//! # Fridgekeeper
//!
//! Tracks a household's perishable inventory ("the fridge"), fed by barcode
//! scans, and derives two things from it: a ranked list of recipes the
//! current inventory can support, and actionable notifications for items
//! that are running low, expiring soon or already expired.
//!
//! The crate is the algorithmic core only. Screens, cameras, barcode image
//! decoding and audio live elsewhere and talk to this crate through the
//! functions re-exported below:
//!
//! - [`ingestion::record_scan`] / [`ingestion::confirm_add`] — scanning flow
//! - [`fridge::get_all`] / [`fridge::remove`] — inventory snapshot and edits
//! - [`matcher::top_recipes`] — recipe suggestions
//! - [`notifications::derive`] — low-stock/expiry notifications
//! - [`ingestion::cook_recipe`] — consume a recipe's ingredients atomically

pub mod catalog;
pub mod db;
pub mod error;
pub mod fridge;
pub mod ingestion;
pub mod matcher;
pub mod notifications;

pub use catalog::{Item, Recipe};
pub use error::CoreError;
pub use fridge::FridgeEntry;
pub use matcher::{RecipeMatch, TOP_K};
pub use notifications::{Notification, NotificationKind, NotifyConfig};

---

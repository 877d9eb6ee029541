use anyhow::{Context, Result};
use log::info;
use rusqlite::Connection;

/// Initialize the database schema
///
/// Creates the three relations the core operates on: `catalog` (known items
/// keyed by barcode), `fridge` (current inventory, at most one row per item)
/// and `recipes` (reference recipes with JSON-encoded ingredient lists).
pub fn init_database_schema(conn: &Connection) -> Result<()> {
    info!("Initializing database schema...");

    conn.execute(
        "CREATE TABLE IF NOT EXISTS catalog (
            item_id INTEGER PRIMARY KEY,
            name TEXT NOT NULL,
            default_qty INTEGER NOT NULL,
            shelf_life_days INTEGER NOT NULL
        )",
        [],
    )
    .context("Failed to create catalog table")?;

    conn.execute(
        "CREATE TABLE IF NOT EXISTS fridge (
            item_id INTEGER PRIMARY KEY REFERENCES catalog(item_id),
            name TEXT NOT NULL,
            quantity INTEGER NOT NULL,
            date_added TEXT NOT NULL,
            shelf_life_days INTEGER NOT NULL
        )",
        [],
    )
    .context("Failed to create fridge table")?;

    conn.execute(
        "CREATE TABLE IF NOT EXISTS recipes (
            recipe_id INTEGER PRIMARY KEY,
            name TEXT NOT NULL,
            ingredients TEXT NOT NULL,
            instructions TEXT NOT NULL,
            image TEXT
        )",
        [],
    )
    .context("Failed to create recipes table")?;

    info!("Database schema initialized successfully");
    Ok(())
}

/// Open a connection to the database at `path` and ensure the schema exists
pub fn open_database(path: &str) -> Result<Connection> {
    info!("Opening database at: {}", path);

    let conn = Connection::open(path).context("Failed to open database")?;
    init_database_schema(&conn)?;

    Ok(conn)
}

==

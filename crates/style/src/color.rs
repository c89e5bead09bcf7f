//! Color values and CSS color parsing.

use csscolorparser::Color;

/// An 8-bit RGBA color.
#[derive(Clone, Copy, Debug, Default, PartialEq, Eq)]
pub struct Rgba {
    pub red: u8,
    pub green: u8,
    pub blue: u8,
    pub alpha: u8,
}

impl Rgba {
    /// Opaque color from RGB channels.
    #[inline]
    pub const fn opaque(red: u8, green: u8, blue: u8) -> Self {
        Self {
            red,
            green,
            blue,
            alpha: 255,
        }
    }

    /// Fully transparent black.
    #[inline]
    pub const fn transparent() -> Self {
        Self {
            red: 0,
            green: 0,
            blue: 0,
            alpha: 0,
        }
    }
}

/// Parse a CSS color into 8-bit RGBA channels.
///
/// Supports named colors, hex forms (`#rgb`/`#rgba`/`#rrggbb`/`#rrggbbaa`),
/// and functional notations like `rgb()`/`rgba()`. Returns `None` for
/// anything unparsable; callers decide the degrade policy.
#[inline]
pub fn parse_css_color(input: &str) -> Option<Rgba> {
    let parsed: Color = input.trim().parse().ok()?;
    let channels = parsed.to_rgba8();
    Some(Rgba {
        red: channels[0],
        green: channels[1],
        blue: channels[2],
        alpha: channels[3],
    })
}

WHAT YOU WILL DO:
List each line of the entries that holds the string "transparent".

OUTPUT BELOW:
    /// Fully transparent black.
    pub const fn transparent() -> Self {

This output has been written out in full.